• **Exercise objective**: Among the entries, find each line that includes the string "path" and list it.

• **Task inputs**:
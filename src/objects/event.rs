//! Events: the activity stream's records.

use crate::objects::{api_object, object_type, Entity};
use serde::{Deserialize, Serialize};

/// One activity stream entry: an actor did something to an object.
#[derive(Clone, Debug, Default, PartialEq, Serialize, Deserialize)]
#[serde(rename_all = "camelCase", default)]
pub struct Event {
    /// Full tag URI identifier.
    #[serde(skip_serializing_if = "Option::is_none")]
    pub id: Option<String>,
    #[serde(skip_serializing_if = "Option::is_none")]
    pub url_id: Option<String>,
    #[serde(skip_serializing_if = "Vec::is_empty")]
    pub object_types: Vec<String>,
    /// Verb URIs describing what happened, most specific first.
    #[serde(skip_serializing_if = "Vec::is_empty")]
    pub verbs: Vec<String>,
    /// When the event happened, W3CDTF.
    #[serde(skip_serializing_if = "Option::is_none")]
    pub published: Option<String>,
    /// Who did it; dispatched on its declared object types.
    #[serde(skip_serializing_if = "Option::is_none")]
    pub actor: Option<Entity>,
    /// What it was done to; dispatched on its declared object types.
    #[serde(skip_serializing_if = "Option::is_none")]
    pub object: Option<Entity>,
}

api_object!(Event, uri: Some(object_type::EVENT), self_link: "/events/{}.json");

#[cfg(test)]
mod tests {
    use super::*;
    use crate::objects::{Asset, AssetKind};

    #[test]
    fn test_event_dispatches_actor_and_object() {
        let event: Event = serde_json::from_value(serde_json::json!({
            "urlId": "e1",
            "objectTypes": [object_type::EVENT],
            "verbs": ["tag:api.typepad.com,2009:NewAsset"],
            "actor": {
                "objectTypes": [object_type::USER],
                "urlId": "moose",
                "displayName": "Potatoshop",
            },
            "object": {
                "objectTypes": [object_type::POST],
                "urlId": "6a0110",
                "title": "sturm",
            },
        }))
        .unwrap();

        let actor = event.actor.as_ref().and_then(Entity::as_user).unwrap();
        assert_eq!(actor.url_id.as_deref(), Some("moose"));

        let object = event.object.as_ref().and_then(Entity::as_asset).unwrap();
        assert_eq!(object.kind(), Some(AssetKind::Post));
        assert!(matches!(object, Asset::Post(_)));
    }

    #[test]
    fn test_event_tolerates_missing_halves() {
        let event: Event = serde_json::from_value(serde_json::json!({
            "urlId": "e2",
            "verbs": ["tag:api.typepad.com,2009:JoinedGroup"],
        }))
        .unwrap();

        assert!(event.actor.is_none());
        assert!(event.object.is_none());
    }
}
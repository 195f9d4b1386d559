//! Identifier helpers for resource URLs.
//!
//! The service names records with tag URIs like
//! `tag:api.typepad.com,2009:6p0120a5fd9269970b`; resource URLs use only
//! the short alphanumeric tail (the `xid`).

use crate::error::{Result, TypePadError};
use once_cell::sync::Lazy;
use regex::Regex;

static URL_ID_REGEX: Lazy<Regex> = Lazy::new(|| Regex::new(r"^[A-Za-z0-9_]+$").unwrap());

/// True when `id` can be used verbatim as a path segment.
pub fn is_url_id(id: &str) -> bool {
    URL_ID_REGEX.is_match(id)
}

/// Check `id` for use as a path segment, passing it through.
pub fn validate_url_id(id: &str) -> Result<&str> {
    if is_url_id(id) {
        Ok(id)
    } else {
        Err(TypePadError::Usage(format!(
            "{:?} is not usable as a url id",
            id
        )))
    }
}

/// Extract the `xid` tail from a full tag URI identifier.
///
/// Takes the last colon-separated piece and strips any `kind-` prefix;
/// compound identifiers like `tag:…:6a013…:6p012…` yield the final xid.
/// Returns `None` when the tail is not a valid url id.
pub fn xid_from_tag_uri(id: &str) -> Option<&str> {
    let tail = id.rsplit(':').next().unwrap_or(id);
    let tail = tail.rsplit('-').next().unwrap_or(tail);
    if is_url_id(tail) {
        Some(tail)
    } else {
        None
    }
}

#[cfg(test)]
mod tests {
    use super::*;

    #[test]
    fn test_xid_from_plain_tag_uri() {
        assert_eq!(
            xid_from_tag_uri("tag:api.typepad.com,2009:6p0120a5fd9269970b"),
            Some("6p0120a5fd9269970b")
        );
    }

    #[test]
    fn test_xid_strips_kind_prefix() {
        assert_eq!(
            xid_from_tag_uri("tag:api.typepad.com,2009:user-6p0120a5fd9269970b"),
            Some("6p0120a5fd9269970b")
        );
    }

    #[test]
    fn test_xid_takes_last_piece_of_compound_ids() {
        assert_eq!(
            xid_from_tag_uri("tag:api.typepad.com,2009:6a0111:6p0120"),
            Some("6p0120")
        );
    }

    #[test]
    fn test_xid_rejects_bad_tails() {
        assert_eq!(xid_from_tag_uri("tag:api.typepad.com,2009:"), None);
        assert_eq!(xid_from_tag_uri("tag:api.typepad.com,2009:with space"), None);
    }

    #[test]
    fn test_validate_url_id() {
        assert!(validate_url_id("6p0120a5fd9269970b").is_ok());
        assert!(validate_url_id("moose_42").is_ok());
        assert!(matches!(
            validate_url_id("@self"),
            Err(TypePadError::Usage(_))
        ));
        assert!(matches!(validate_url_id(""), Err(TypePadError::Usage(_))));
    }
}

--

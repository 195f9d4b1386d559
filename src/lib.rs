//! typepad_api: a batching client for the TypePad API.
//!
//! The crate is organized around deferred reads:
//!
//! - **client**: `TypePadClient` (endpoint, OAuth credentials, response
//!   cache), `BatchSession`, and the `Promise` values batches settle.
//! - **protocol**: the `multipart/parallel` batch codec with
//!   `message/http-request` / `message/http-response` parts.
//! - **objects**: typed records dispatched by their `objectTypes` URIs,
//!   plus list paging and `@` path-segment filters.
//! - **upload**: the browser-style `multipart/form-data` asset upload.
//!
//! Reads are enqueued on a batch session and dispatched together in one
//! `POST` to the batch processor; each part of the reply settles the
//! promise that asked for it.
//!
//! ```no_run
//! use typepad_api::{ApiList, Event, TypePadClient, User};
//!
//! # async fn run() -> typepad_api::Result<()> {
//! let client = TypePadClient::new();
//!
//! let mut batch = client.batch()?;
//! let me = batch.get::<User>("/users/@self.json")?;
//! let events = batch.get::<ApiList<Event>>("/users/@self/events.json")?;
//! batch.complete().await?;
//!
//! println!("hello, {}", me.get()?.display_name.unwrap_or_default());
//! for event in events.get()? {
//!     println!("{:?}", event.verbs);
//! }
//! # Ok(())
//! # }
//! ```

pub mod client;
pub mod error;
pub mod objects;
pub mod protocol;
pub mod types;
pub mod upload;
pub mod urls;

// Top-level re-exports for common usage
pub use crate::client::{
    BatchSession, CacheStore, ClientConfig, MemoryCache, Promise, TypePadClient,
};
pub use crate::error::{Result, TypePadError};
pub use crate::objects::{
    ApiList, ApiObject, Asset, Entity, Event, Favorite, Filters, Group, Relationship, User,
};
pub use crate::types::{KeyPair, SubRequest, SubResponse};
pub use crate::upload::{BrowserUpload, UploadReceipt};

==

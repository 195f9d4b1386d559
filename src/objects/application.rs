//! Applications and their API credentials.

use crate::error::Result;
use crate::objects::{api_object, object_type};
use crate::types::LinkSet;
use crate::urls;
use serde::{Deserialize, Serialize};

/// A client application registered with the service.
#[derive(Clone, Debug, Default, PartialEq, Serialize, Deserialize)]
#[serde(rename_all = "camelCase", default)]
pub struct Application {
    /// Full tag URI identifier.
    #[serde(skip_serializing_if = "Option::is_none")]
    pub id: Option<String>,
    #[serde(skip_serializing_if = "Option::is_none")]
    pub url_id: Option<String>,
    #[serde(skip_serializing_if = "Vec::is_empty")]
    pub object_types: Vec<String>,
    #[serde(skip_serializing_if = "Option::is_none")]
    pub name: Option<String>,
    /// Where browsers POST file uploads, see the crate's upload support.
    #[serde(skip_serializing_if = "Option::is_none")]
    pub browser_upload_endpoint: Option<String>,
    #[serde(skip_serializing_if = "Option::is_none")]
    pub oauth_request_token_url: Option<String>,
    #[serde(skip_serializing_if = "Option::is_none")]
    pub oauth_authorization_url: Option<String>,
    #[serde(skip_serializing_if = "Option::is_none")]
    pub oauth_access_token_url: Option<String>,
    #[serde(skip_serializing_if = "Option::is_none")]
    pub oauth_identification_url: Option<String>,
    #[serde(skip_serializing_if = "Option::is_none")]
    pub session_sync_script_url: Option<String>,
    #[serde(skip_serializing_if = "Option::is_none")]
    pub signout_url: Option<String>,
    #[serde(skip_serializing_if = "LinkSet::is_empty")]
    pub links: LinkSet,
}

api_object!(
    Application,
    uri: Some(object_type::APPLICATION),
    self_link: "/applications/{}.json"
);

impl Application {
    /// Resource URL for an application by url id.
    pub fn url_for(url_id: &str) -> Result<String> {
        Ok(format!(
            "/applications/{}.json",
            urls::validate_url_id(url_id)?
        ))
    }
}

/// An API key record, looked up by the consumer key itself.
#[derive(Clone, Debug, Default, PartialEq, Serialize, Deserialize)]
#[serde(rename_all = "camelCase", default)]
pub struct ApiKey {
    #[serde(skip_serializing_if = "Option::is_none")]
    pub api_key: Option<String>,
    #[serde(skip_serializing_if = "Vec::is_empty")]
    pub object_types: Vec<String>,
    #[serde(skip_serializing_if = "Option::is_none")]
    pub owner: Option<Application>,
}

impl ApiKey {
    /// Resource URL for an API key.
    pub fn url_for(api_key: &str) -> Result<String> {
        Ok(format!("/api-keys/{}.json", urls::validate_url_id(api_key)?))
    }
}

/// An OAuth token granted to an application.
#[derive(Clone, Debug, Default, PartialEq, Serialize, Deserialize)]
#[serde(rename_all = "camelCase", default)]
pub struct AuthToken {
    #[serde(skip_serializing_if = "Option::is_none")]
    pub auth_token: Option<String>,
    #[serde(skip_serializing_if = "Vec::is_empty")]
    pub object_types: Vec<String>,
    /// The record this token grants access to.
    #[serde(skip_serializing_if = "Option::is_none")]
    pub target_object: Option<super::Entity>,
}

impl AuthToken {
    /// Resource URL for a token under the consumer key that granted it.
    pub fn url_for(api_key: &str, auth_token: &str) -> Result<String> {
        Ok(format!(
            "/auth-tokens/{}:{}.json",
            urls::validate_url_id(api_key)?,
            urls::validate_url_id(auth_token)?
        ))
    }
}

• **Answer section**:
/// True when `id` can be used verbatim as a path segment.
/// Check `id` for use as a path segment, passing it through.
//!   plus list paging and `@` path-segment filters.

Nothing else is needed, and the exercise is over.